A complete, exact copy of the records below is the required result.

Collected data entries
******

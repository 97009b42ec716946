//! # HTTP Server
//!
//! REST surface over the auth engines. One [`AppState`] owns every engine
//! and store; handlers live in [`auth_routes`].

pub mod auth_routes;
pub mod cookies;

use std::sync::Arc;

use axum::{
    http::{header, HeaderValue, Method, StatusCode},
    response::{IntoResponse, Response},
    routing::{get, post},
    Json, Router,
};
use tower_http::cors::CorsLayer;
use tower_http::trace::TraceLayer;

use crate::auth::ephemeral::InMemoryEphemeralStore;
use crate::auth::errors::{AuthError, AuthResult, ErrorResponse};
use crate::auth::login::LoginFlow;
use crate::auth::oauth::{FederatedProvisioner, ProviderGateway};
use crate::auth::tokens::TokenEngine;
use crate::auth::two_factor::TwoFactorEngine;
use crate::auth::user::InMemoryUserStore;
use crate::config::Config;

// ==================
// Shared State
// ==================

/// Everything the handlers need, wired once at startup
pub struct AppState {
    pub login: LoginFlow<InMemoryUserStore, InMemoryEphemeralStore>,
    pub two_factor: TwoFactorEngine<InMemoryUserStore>,
    pub provisioner: FederatedProvisioner<InMemoryUserStore>,
    pub gateway: ProviderGateway,
    pub users: Arc<InMemoryUserStore>,
    pub ephemeral: Arc<InMemoryEphemeralStore>,
    pub access_ttl_secs: i64,
    pub refresh_ttl_secs: i64,
    pub setup_stash_ttl: chrono::Duration,
    pub cookie_secure: bool,
    cors_origins: Vec<HeaderValue>,
}

impl AppState {
    /// Build the full engine stack from validated configuration
    pub fn from_config(config: &Config) -> AuthResult<Self> {
        let users = Arc::new(InMemoryUserStore::new());
        let ephemeral = Arc::new(InMemoryEphemeralStore::new());
        let tokens = Arc::new(TokenEngine::new(
            &config.auth.secret,
            config.access_lifetime(),
            config.refresh_lifetime(),
        ));

        let two_factor = TwoFactorEngine::new(Arc::clone(&users), config.totp_config());
        let login = LoginFlow::new(
            Arc::clone(&users),
            Arc::clone(&ephemeral),
            Arc::clone(&tokens),
            two_factor.clone(),
            config.pending_second_factor_ttl(),
        );
        let gateway = ProviderGateway::new(
            config.providers.github.clone(),
            config.providers.google.clone(),
        )?;
        let provisioner = FederatedProvisioner::new(Arc::clone(&users), Arc::clone(&tokens));

        let mut cors_origins = Vec::new();
        for origin in &config.server.cors_origins {
            let value = origin
                .parse::<HeaderValue>()
                .map_err(|_| AuthError::Validation(format!("bad CORS origin: {}", origin)))?;
            cors_origins.push(value);
        }

        Ok(Self {
            login,
            two_factor,
            provisioner,
            gateway,
            users,
            ephemeral,
            access_ttl_secs: config.auth.access_token_ttl_secs,
            refresh_ttl_secs: config.auth.refresh_token_ttl_secs,
            setup_stash_ttl: config.setup_stash_ttl(),
            cookie_secure: config.auth.cookie_secure,
            cors_origins,
        })
    }
}

// ==================
// Error Mapping
// ==================

impl IntoResponse for AuthError {
    fn into_response(self) -> Response {
        let status = StatusCode::from_u16(self.status_code())
            .unwrap_or(StatusCode::INTERNAL_SERVER_ERROR);

        // Internal faults are logged in full but never echoed to clients
        if let AuthError::Internal(detail) = &self {
            tracing::error!(%detail, "internal fault");
            let body = ErrorResponse {
                error: "Internal error".to_string(),
                code: self.error_code(),
            };
            return (status, Json(body)).into_response();
        }

        (status, Json(ErrorResponse::from(&self))).into_response()
    }
}

// ==================
// Router
// ==================

/// Build the application router with tracing and credentialed CORS
pub fn build_router(state: Arc<AppState>) -> Router {
    let cors = CorsLayer::new()
        .allow_origin(state.cors_origins.clone())
        .allow_methods([Method::GET, Method::POST])
        .allow_headers([header::CONTENT_TYPE])
        .allow_credentials(true);

    Router::new()
        .route("/health", get(health))
        .route("/api/register", post(auth_routes::register))
        .route("/api/login", post(auth_routes::login))
        .route("/api/logout", post(auth_routes::logout))
        .route("/api/refresh", post(auth_routes::refresh))
        .route("/api/user", get(auth_routes::current_user))
        .route(
            "/api/2fa/setup",
            get(auth_routes::begin_two_factor_setup).post(auth_routes::confirm_two_factor_setup),
        )
        .route("/api/2fa/verify", post(auth_routes::verify_second_factor))
        .route("/api/2fa/disable", post(auth_routes::disable_two_factor))
        .route("/api/oauth/:provider", post(auth_routes::oauth_login))
        .with_state(state)
        .layer(TraceLayer::new_for_http())
        .layer(cors)
}

/// GET /health - liveness probe
async fn health() -> Json<serde_json::Value> {
    Json(serde_json::json!({
        "status": "ok",
        "version": env!("CARGO_PKG_VERSION"),
    }))
}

******

● Response below:
repository 97009b42ec716946
//! # HTTP Server
//!
//! REST surface over the auth engines. One [`AppState`] owns every engine
//! and store; handlers live in [`auth_routes`].

pub mod auth_routes;
pub mod cookies;

use std::sync::Arc;

use axum::{
    http::{header, HeaderValue, Method, StatusCode},
    response::{IntoResponse, Response},
    routing::{get, post},
    Json, Router,
};
use tower_http::cors::CorsLayer;
use tower_http::trace::TraceLayer;

use crate::auth::ephemeral::InMemoryEphemeralStore;
use crate::auth::errors::{AuthError, AuthResult, ErrorResponse};
use crate::auth::login::LoginFlow;
use crate::auth::oauth::{FederatedProvisioner, ProviderGateway};
use crate::auth::tokens::TokenEngine;
use crate::auth::two_factor::TwoFactorEngine;
use crate::auth::user::InMemoryUserStore;
use crate::config::Config;

// ==================
// Shared State
// ==================

/// Everything the handlers need, wired once at startup
pub struct AppState {
    pub login: LoginFlow<InMemoryUserStore, InMemoryEphemeralStore>,
    pub two_factor: TwoFactorEngine<InMemoryUserStore>,
    pub provisioner: FederatedProvisioner<InMemoryUserStore>,
    pub gateway: ProviderGateway,
    pub users: Arc<InMemoryUserStore>,
    pub ephemeral: Arc<InMemoryEphemeralStore>,
    pub access_ttl_secs: i64,
    pub refresh_ttl_secs: i64,
    pub setup_stash_ttl: chrono::Duration,
    pub cookie_secure: bool,
    cors_origins: Vec<HeaderValue>,
}

impl AppState {
    /// Build the full engine stack from validated configuration
    pub fn from_config(config: &Config) -> AuthResult<Self> {
        let users = Arc::new(InMemoryUserStore::new());
        let ephemeral = Arc::new(InMemoryEphemeralStore::new());
        let tokens = Arc::new(TokenEngine::new(
            &config.auth.secret,
            config.access_lifetime(),
            config.refresh_lifetime(),
        ));

        let two_factor = TwoFactorEngine::new(Arc::clone(&users), config.totp_config());
        let login = LoginFlow::new(
            Arc::clone(&users),
            Arc::clone(&ephemeral),
            Arc::clone(&tokens),
            two_factor.clone(),
            config.pending_second_factor_ttl(),
        );
        let gateway = ProviderGateway::new(
            config.providers.github.clone(),
            config.providers.google.clone(),
        )?;
        let provisioner = FederatedProvisioner::new(Arc::clone(&users), Arc::clone(&tokens));

        let mut cors_origins = Vec::new();
        for origin in &config.server.cors_origins {
            let value = origin
                .parse::<HeaderValue>()
                .map_err(|_| AuthError::Validation(format!("bad CORS origin: {}", origin)))?;
            cors_origins.push(value);
        }

        Ok(Self {
            login,
            two_factor,
            provisioner,
            gateway,
            users,
            ephemeral,
            access_ttl_secs: config.auth.access_token_ttl_secs,
            refresh_ttl_secs: config.auth.refresh_token_ttl_secs,
            setup_stash_ttl: config.setup_stash_ttl(),
            cookie_secure: config.auth.cookie_secure,
            cors_origins,
        })
    }
}

// ==================
// Error Mapping
// ==================

impl IntoResponse for AuthError {
    fn into_response(self) -> Response {
        let status = StatusCode::from_u16(self.status_code())
            .unwrap_or(StatusCode::INTERNAL_SERVER_ERROR);

        // Internal faults are logged in full but never echoed to clients
        if let AuthError::Internal(detail) = &self {
            tracing::error!(%detail, "internal fault");
            let body = ErrorResponse {
                error: "Internal error".to_string(),
                code: self.error_code(),
            };
            return (status, Json(body)).into_response();
        }

        (status, Json(ErrorResponse::from(&self))).into_response()
    }
}

// ==================
// Router
// ==================

/// Build the application router with tracing and credentialed CORS
pub fn build_router(state: Arc<AppState>) -> Router {
    let cors = CorsLayer::new()
        .allow_origin(state.cors_origins.clone())
        .allow_methods([Method::GET, Method::POST])
        .allow_headers([header::CONTENT_TYPE])
        .allow_credentials(true);

    Router::new()
        .route("/health", get(health))
        .route("/api/register", post(auth_routes::register))
        .route("/api/login", post(auth_routes::login))
        .route("/api/logout", post(auth_routes::logout))
        .route("/api/refresh", post(auth_routes::refresh))
        .route("/api/user", get(auth_routes::current_user))
        .route(
            "/api/2fa/setup",
            get(auth_routes::begin_two_factor_setup).post(auth_routes::confirm_two_factor_setup),
        )
        .route("/api/2fa/verify", post(auth_routes::verify_second_factor))
        .route("/api/2fa/disable", post(auth_routes::disable_two_factor))
        .route("/api/oauth/:provider", post(auth_routes::oauth_login))
        .with_state(state)
        .layer(TraceLayer::new_for_http())
        .layer(cors)
}

/// GET /health - liveness probe
async fn health() -> Json<serde_json::Value> {
    Json(serde_json::json!({
        "status": "ok",
        "version": env!("CARGO_PKG_VERSION"),
    }))
}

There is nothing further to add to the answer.